*Task brief:* Return each line of the listing that contains the string "uniqueness".

*Input data:*
◆ ◆ ◆

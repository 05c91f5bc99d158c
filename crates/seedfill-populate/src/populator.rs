use std::collections::BTreeMap;

use tracing::info;

use seedfill_core::{EntityKind, Id};

use crate::builder;
use crate::errors::PopulateError;
use crate::faker::FakeSource;
use crate::resolve::{self, ValueStrategy};
use crate::storage::Storage;

/// Identities inserted during one `execute` run, grouped by entity kind.
///
/// Relation strategies draw targets from here first, so records built
/// later in a run prefer parents built earlier in the same run.
#[derive(Debug, Default)]
pub struct InsertedIndex {
    ids: BTreeMap<String, Vec<Id>>,
}

impl InsertedIndex {
    pub fn new() -> Self {
        Self::default()
    }

    /// Identities of one kind, in insertion order.
    pub fn ids(&self, kind: &str) -> &[Id] {
        self.ids.get(kind).map(Vec::as_slice).unwrap_or(&[])
    }

    pub fn count(&self, kind: &str) -> usize {
        self.ids(kind).len()
    }

    pub fn kinds(&self) -> impl Iterator<Item = &str> {
        self.ids.keys().map(String::as_str)
    }

    pub fn total(&self) -> usize {
        self.ids.values().map(Vec::len).sum()
    }

    pub(crate) fn push(&mut self, kind: &str, id: Id) {
        self.ids.entry(kind.to_string()).or_default().push(id);
    }
}

/// Knobs for one populator.
#[derive(Debug, Clone, Copy)]
pub struct PopulateOptions {
    /// Build attempts per record before a uniqueness collision is fatal.
    pub max_attempts: u32,
}

impl Default for PopulateOptions {
    fn default() -> Self {
        Self { max_attempts: 1000 }
    }
}

/// Caller-supplied per-field strategies that replace resolved ones.
#[derive(Default)]
pub struct Overrides {
    strategies: Vec<(String, Box<dyn ValueStrategy>)>,
}

impl Overrides {
    pub fn new() -> Self {
        Self::default()
    }

    /// Set the strategy for one field, replacing any earlier entry.
    pub fn set(mut self, field: impl Into<String>, strategy: Box<dyn ValueStrategy>) -> Self {
        let field = field.into();
        self.strategies.retain(|(name, _)| *name != field);
        self.strategies.push((field, strategy));
        self
    }
}

struct Batch {
    kind: EntityKind,
    count: u32,
    strategies: Vec<(String, Box<dyn ValueStrategy>)>,
}

/// Batch orchestrator: registered entity kinds are populated in
/// registration order, so parents must be registered before the kinds
/// that reference them. Strategy resolution happens at registration
/// time; `execute` only builds records.
pub struct Populator {
    source: FakeSource,
    options: PopulateOptions,
    batches: Vec<Batch>,
}

impl Populator {
    pub fn new(source: FakeSource) -> Self {
        Self::with_options(source, PopulateOptions::default())
    }

    pub fn with_options(source: FakeSource, options: PopulateOptions) -> Self {
        Self {
            source,
            options,
            batches: Vec::new(),
        }
    }

    /// Register `count` records of `kind` with resolved strategies only.
    pub fn add_entity(&mut self, kind: &EntityKind, count: u32) -> Result<(), PopulateError> {
        self.add_entity_with(kind, count, Overrides::new())
    }

    /// Register `count` records of `kind`; overrides win over resolution.
    ///
    /// Resolution failures and overrides naming unknown fields surface
    /// here, before anything is built.
    pub fn add_entity_with(
        &mut self,
        kind: &EntityKind,
        count: u32,
        overrides: Overrides,
    ) -> Result<(), PopulateError> {
        let mut strategies = resolve::resolve_strategies(kind, &mut self.source)?;
        // Resolution covered every declared field, so a missing slot means
        // the override names a field the kind does not have.
        for (field, strategy) in overrides.strategies {
            match strategies.iter_mut().find(|(name, _)| *name == field) {
                Some(slot) => slot.1 = strategy,
                None => {
                    return Err(PopulateError::UnknownOverride {
                        kind: kind.name.clone(),
                        field,
                    });
                }
            }
        }
        self.batches.push(Batch {
            kind: kind.clone(),
            count,
            strategies,
        });
        Ok(())
    }

    /// Build every registered batch against `storage` and return the
    /// identities inserted, grouped by kind.
    pub fn execute(&mut self, storage: &mut dyn Storage) -> Result<InsertedIndex, PopulateError> {
        let Self {
            source,
            options,
            batches,
        } = self;

        let mut inserted = InsertedIndex::new();
        for batch in batches.iter() {
            info!(kind = %batch.kind.name, count = batch.count, "populating batch");
            for _ in 0..batch.count {
                let id = builder::build_one(
                    &batch.kind,
                    &batch.strategies,
                    &inserted,
                    storage,
                    source,
                    options.max_attempts,
                )?;
                inserted.push(&batch.kind.name, id);
            }
        }
        info!(total = inserted.total(), "populate run finished");
        Ok(inserted)
    }

    /// Drop all registered batches; the fake-value source keeps its state.
    pub fn clear(&mut self) {
        self.batches.clear();
    }

    pub fn batch_count(&self) -> usize {
        self.batches.len()
    }

    /// Fields with a strategy in the batch at `index`, in resolution order.
    pub fn batch_fields(&self, index: usize) -> Option<Vec<&str>> {
        self.batches.get(index).map(|batch| {
            batch
                .strategies
                .iter()
                .map(|(name, _)| name.as_str())
                .collect()
        })
    }
}
//! Core contracts for seedfill.
//!
//! This crate defines the canonical entity-kind schema types and the value
//! model shared between the populator engine and storage targets.

pub mod schema;
pub mod value;

pub use schema::{EntityKind, FieldDescriptor, FieldKind};
pub use value::{Id, Value};
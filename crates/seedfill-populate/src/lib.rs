//! Constraint-aware fake-record populator.
//!
//! Given [`seedfill_core`] entity kinds and a [`Storage`] target, the
//! [`Populator`] fills tables with plausible fake rows: field strategies
//! are resolved from field names, relations, and scalar types; candidate
//! records are checked against uniqueness constraints and retried on
//! collision; relation fields prefer rows inserted earlier in the same
//! run.
//!
//! ```no_run
//! use seedfill_core::{EntityKind, FieldDescriptor, FieldKind};
//! use seedfill_populate::{FakeSource, Locale, MemoryStorage, Populator};
//!
//! # fn main() -> Result<(), seedfill_populate::PopulateError> {
//! let game = EntityKind::new("Game")
//!     .field(FieldDescriptor::new("title", FieldKind::Char { max_length: 200 }))
//!     .field(FieldDescriptor::new("created_at", FieldKind::DateTime));
//!
//! let mut populator = Populator::new(FakeSource::new(Locale::En));
//! populator.add_entity(&game, 10)?;
//!
//! let mut storage = MemoryStorage::new();
//! let inserted = populator.execute(&mut storage)?;
//! assert_eq!(inserted.count("Game"), 10);
//! # Ok(())
//! # }
//! ```

pub mod builder;
pub mod checks;
pub mod errors;
pub mod faker;
pub mod populator;
pub mod registry;
pub mod relations;
pub mod resolve;
pub mod storage;

pub use builder::build_one;
pub use checks::{check, ConstraintViolation};
pub use errors::PopulateError;
pub use faker::{FakeSource, Locale};
pub use populator::{InsertedIndex, Overrides, PopulateOptions, Populator};
pub use registry::{codename, PopulatorRegistry};
pub use relations::{RelationMode, RelationStrategy};
pub use resolve::{
    fixed, resolve_strategies, value_strategy, Resolved, StrategyContext, ValueStrategy,
};
pub use storage::{MemoryStorage, Record, Storage, StorageError};
use std::collections::{BTreeMap, BTreeSet};

use thiserror::Error;

use seedfill_core::{Id, Value};

/// Scalar field values of one candidate or persisted row.
pub type Record = BTreeMap<String, Value>;

/// Equality filter: every `(field, value)` pair must match.
pub type Filter<'a> = [(&'a str, Value)];

#[derive(Debug, Error)]
pub enum StorageError {
    #[error("unknown row {id} of '{kind}'")]
    UnknownRow { kind: String, id: Id },
    #[error("storage backend error: {0}")]
    Backend(String),
}

/// Generic persistence target the populator is handed per run.
///
/// Implementations own row identity assignment; the engine never invents
/// primary keys. Multi-valued relations are written through `set_relation`
/// after the owning row exists (two-phase write).
pub trait Storage {
    /// Persist a new row and return its identity.
    fn create(&mut self, kind: &str, values: &Record) -> Result<Id, StorageError>;

    /// Identities of rows matching the filter; an empty filter matches all.
    fn query(&self, kind: &str, filter: &Filter<'_>) -> Result<Vec<Id>, StorageError>;

    /// Whether any row matches the filter.
    fn exists(&self, kind: &str, filter: &Filter<'_>) -> Result<bool, StorageError>;

    /// Replace the multi-valued relation `field` of one row.
    fn set_relation(
        &mut self,
        kind: &str,
        id: Id,
        field: &str,
        targets: &[Id],
    ) -> Result<(), StorageError>;

    /// Identities of `kind` rows not referenced by any `by_kind` row through
    /// its `via_field` to-one value. Backs the "unused rows" narrowing that
    /// keeps one-to-one relations satisfiable by construction.
    fn unreferenced(
        &self,
        kind: &str,
        by_kind: &str,
        via_field: &str,
    ) -> Result<Vec<Id>, StorageError>;
}

#[derive(Debug, Default)]
struct KindRows {
    rows: BTreeMap<Id, Record>,
    relations: BTreeMap<Id, BTreeMap<String, Vec<Id>>>,
}

/// In-memory storage target. Primary use is tests and dry runs; unknown
/// kinds behave as empty tables so callers never pre-register schemas.
#[derive(Debug, Default)]
pub struct MemoryStorage {
    kinds: BTreeMap<String, KindRows>,
    next_id: u64,
}

impl MemoryStorage {
    pub fn new() -> Self {
        Self::default()
    }

    /// Iterate persisted rows of one kind in identity order.
    pub fn rows(&self, kind: &str) -> impl Iterator<Item = (Id, &Record)> {
        self.kinds
            .get(kind)
            .into_iter()
            .flat_map(|table| table.rows.iter().map(|(id, row)| (*id, row)))
    }

    pub fn row(&self, kind: &str, id: Id) -> Option<&Record> {
        self.kinds.get(kind).and_then(|table| table.rows.get(&id))
    }

    /// Targets of a multi-valued relation, empty when never set.
    pub fn relation(&self, kind: &str, id: Id, field: &str) -> &[Id] {
        self.kinds
            .get(kind)
            .and_then(|table| table.relations.get(&id))
            .and_then(|fields| fields.get(field))
            .map(Vec::as_slice)
            .unwrap_or(&[])
    }

    pub fn count(&self, kind: &str) -> usize {
        self.kinds.get(kind).map(|table| table.rows.len()).unwrap_or(0)
    }
}

fn matches(row: &Record, filter: &Filter<'_>) -> bool {
    filter.iter().all(|(field, want)| {
        let have = row.get(*field).unwrap_or(&Value::Null);
        have.key() == want.key()
    })
}

impl Storage for MemoryStorage {
    fn create(&mut self, kind: &str, values: &Record) -> Result<Id, StorageError> {
        self.next_id += 1;
        let id = Id(self.next_id);
        self.kinds
            .entry(kind.to_string())
            .or_default()
            .rows
            .insert(id, values.clone());
        Ok(id)
    }

    fn query(&self, kind: &str, filter: &Filter<'_>) -> Result<Vec<Id>, StorageError> {
        let Some(table) = self.kinds.get(kind) else {
            return Ok(Vec::new());
        };
        Ok(table
            .rows
            .iter()
            .filter(|(_, row)| matches(row, filter))
            .map(|(id, _)| *id)
            .collect())
    }

    fn exists(&self, kind: &str, filter: &Filter<'_>) -> Result<bool, StorageError> {
        let Some(table) = self.kinds.get(kind) else {
            return Ok(false);
        };
        Ok(table.rows.values().any(|row| matches(row, filter)))
    }

    fn set_relation(
        &mut self,
        kind: &str,
        id: Id,
        field: &str,
        targets: &[Id],
    ) -> Result<(), StorageError> {
        let table = self.kinds.entry(kind.to_string()).or_default();
        if !table.rows.contains_key(&id) {
            return Err(StorageError::UnknownRow {
                kind: kind.to_string(),
                id,
            });
        }
        table
            .relations
            .entry(id)
            .or_default()
            .insert(field.to_string(), targets.to_vec());
        Ok(())
    }

    fn unreferenced(
        &self,
        kind: &str,
        by_kind: &str,
        via_field: &str,
    ) -> Result<Vec<Id>, StorageError> {
        let used: BTreeSet<Id> = self
            .kinds
            .get(by_kind)
            .map(|table| {
                table
                    .rows
                    .values()
                    .filter_map(|row| row.get(via_field).and_then(Value::as_id))
                    .collect()
            })
            .unwrap_or_default();

        let Some(table) = self.kinds.get(kind) else {
            return Ok(Vec::new());
        };
        Ok(table
            .rows
            .keys()
            .filter(|id| !used.contains(id))
            .copied()
            .collect())
    }
}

◆ ◆ ◆

*Written answer:*
    /// Build attempts per record before a uniqueness collision is fatal.
//! records are checked against uniqueness constraints and retried on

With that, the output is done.